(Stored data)
========
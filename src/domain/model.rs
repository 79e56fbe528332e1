use crate::domain::cpf::{self, Cpf, CpfError};
use crate::utils::error::{RegistryError, Result};
use crate::utils::validation::{validate_non_empty_string, Validate};
use serde::{Deserialize, Serialize};
use std::collections::BTreeMap;
use std::fmt;
use std::str::FromStr;

/// An individual in the registry, keyed by the backend's column names.
#[derive(Debug, Clone, Default, PartialEq, Eq, Serialize, Deserialize)]
pub struct Individual {
    #[serde(default)]
    pub id: Option<String>,
    #[serde(rename = "nome", default)]
    pub name: String,
    #[serde(rename = "alcunha", default)]
    pub alias: Option<String>,
    #[serde(rename = "documento", default)]
    pub document: Option<String>,
    #[serde(rename = "data_nascimento", default)]
    pub birth_date: Option<String>,
    #[serde(rename = "mae", default)]
    pub mother: Option<String>,
    #[serde(rename = "endereco", default)]
    pub address: Option<String>,
    #[serde(rename = "faccao", default)]
    pub faction: Option<String>,
}

fn clean(value: Option<String>) -> Option<String> {
    value
        .map(|v| v.trim().to_string())
        .filter(|v| !v.is_empty())
}

impl Individual {
    pub fn new(name: impl Into<String>) -> Self {
        Self {
            name: name.into(),
            ..Default::default()
        }
    }

    /// The form applied before a record is saved: trimmed, blank optionals
    /// dropped, name and mother upper-cased, document masked.
    ///
    /// A document with more than 11 digits is kept as written, since masking
    /// would drop the extra digits and hide the error.
    pub fn normalized(self) -> Self {
        Self {
            id: clean(self.id),
            name: self.name.trim().to_uppercase(),
            alias: clean(self.alias),
            document: clean(self.document).and_then(|d| match cpf::digits(&d).len() {
                0 => None,
                n if n > cpf::CPF_DIGITS => Some(d),
                _ => Some(cpf::mask(&d)),
            }),
            birth_date: clean(self.birth_date),
            mother: clean(self.mother).map(|m| m.to_uppercase()),
            address: clean(self.address),
            faction: clean(self.faction).map(|f| f.to_uppercase()),
        }
    }

    /// The parsed CPF, if a document is present.
    pub fn cpf(&self) -> Option<std::result::Result<Cpf, CpfError>> {
        self.document.as_deref().map(Cpf::parse)
    }
}

impl Validate for Individual {
    fn validate(&self) -> Result<()> {
        validate_non_empty_string("nome", &self.name)?;

        if let Some(result) = self.cpf() {
            result?;
        }

        Ok(())
    }
}

#[derive(Debug, Clone, Copy, PartialEq, Eq, Hash, PartialOrd, Ord, Serialize, Deserialize)]
#[serde(rename_all = "UPPERCASE")]
pub enum Faction {
    Pcc,
    Cv,
    Tcp,
    Gde,
    Bdm,
    Sdc,
    Fdn,
}

impl Faction {
    pub const ALL: [Faction; 7] = [
        Faction::Pcc,
        Faction::Cv,
        Faction::Tcp,
        Faction::Gde,
        Faction::Bdm,
        Faction::Sdc,
        Faction::Fdn,
    ];

    pub fn code(self) -> &'static str {
        match self {
            Faction::Pcc => "PCC",
            Faction::Cv => "CV",
            Faction::Tcp => "TCP",
            Faction::Gde => "GDE",
            Faction::Bdm => "BDM",
            Faction::Sdc => "SDC",
            Faction::Fdn => "FDN",
        }
    }

    pub fn label(self) -> &'static str {
        match self {
            Faction::Pcc => "Primeiro Comando da Capital",
            Faction::Cv => "Comando Vermelho",
            Faction::Tcp => "Terceiro Comando Puro",
            Faction::Gde => "Guardiões do Estado",
            Faction::Bdm => "Bonde do Maluco",
            Faction::Sdc => "Sindicato do Crime",
            Faction::Fdn => "Família do Norte",
        }
    }
}

impl fmt::Display for Faction {
    fn fmt(&self, f: &mut fmt::Formatter<'_>) -> fmt::Result {
        f.write_str(self.code())
    }
}

impl FromStr for Faction {
    type Err = RegistryError;

    fn from_str(s: &str) -> Result<Self> {
        let code = s.trim();
        Faction::ALL
            .into_iter()
            .find(|f| f.code().eq_ignore_ascii_case(code))
            .ok_or_else(|| RegistryError::ValidationError {
                message: format!("unknown faction code '{}'", code),
            })
    }
}

/// Which checks an audit run applies.
#[derive(Debug, Clone, PartialEq, Eq, Serialize, Deserialize)]
pub struct AuditRules {
    #[serde(default)]
    pub require_cpf: bool,
    #[serde(default = "default_true")]
    pub flag_homonyms: bool,
    #[serde(default = "default_factions")]
    pub allowed_factions: Vec<String>,
}

fn default_true() -> bool {
    true
}

fn default_factions() -> Vec<String> {
    Faction::ALL.iter().map(|f| f.code().to_string()).collect()
}

impl Default for AuditRules {
    fn default() -> Self {
        Self {
            require_cpf: false,
            flag_homonyms: true,
            allowed_factions: default_factions(),
        }
    }
}

impl AuditRules {
    pub fn allows_faction(&self, code: &str) -> bool {
        self.allowed_factions
            .iter()
            .any(|allowed| allowed.eq_ignore_ascii_case(code))
    }
}

#[derive(Debug, Clone, Copy, PartialEq, Eq, Hash, PartialOrd, Ord, Serialize, Deserialize)]
#[serde(rename_all = "snake_case")]
pub enum FindingKind {
    MissingName,
    MissingCpf,
    InvalidCpf,
    UnknownFaction,
    DuplicateCpf,
    LikelySamePerson,
    Homonym,
}

impl FindingKind {
    pub fn as_str(self) -> &'static str {
        match self {
            FindingKind::MissingName => "missing_name",
            FindingKind::MissingCpf => "missing_cpf",
            FindingKind::InvalidCpf => "invalid_cpf",
            FindingKind::UnknownFaction => "unknown_faction",
            FindingKind::DuplicateCpf => "duplicate_cpf",
            FindingKind::LikelySamePerson => "likely_same_person",
            FindingKind::Homonym => "homonym",
        }
    }
}

/// One problem found on one row of a registry export.
#[derive(Debug, Clone, PartialEq, Eq, Serialize)]
pub struct Finding {
    pub row: usize,
    pub kind: FindingKind,
    pub detail: String,
}

#[derive(Debug, Clone, Serialize)]
pub struct AuditSummary {
    pub total_rows: usize,
    pub clean_rows: usize,
    pub findings: usize,
    pub by_kind: BTreeMap<FindingKind, usize>,
    pub generated_at: chrono::DateTime<chrono::Utc>,
}

#[derive(Debug, Clone)]
pub struct AuditResult {
    pub individuals: Vec<Individual>,
    pub findings: Vec<Finding>,
    pub summary: AuditSummary,
}

#[cfg(test)]
mod tests {
    use super::*;

    #[test]
    fn test_normalized_uppercases_and_masks() {
        let raw = Individual {
            name: "  joão da silva ".to_string(),
            mother: Some("maria".to_string()),
            document: Some("52998224725".to_string()),
            alias: Some("   ".to_string()),
            faction: Some("cv".to_string()),
            ..Default::default()
        };

        let ind = raw.normalized();
        assert_eq!(ind.name, "JOÃO DA SILVA");
        assert_eq!(ind.mother.as_deref(), Some("MARIA"));
        assert_eq!(ind.document.as_deref(), Some("529.982.247-25"));
        assert_eq!(ind.alias, None);
        assert_eq!(ind.faction.as_deref(), Some("CV"));
    }

    #[test]
    fn test_document_without_digits_is_dropped() {
        let ind = Individual {
            name: "X".to_string(),
            document: Some("n/a".to_string()),
            ..Default::default()
        }
        .normalized();
        assert_eq!(ind.document, None);
    }

    #[test]
    fn test_overlong_document_is_kept_as_written() {
        let ind = Individual {
            name: "ANA".to_string(),
            document: Some(" 529.982.247-25 / 111.444.777-35 ".to_string()),
            ..Default::default()
        }
        .normalized();
        assert_eq!(
            ind.document.as_deref(),
            Some("529.982.247-25 / 111.444.777-35")
        );
        assert_eq!(ind.cpf(), Some(Err(CpfError::WrongLength(22))));
    }

    #[test]
    fn test_validate_individual() {
        assert!(Individual::new("FULANO").validate().is_ok());
        assert!(matches!(
            Individual::new("  ").validate(),
            Err(RegistryError::ValidationError { .. })
        ));

        let mut bad = Individual::new("FULANO");
        bad.document = Some("123.456.789-00".to_string());
        assert!(matches!(
            bad.validate(),
            Err(RegistryError::CpfError(CpfError::CheckDigitMismatch))
        ));

        bad.document = Some("529.982.247-25".to_string());
        assert!(bad.validate().is_ok());
    }

    #[test]
    fn test_faction_parse() {
        assert_eq!("pcc".parse::<Faction>().unwrap(), Faction::Pcc);
        assert_eq!(" FDN ".parse::<Faction>().unwrap(), Faction::Fdn);
        assert!("XYZ".parse::<Faction>().is_err());
        assert_eq!(Faction::Gde.label(), "Guardiões do Estado");
    }

    #[test]
    fn test_default_rules_allow_known_factions() {
        let rules = AuditRules::default();
        assert!(rules.allows_faction("tcp"));
        assert!(!rules.allows_faction("ABC"));
        assert!(rules.flag_homonyms);
        assert!(!rules.require_cpf);
    }

    #[test]
    fn test_individual_deserializes_backend_columns() {
        let json = r#"{"id":"7","nome":"FULANO","documento":"529.982.247-25","faccao":"CV"}"#;
        let ind: Individual = serde_json::from_str(json).unwrap();
        assert_eq!(ind.name, "FULANO");
        assert_eq!(ind.document.as_deref(), Some("529.982.247-25"));
        assert_eq!(ind.mother, None);
    }
}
========
§ **Description of the task**: Looking at the records above, which lines contain "struct"? Copy those lines.

§ **Task response**:
pub struct Individual {
pub struct AuditRules {
pub struct Finding {
pub struct AuditSummary {
pub struct AuditResult {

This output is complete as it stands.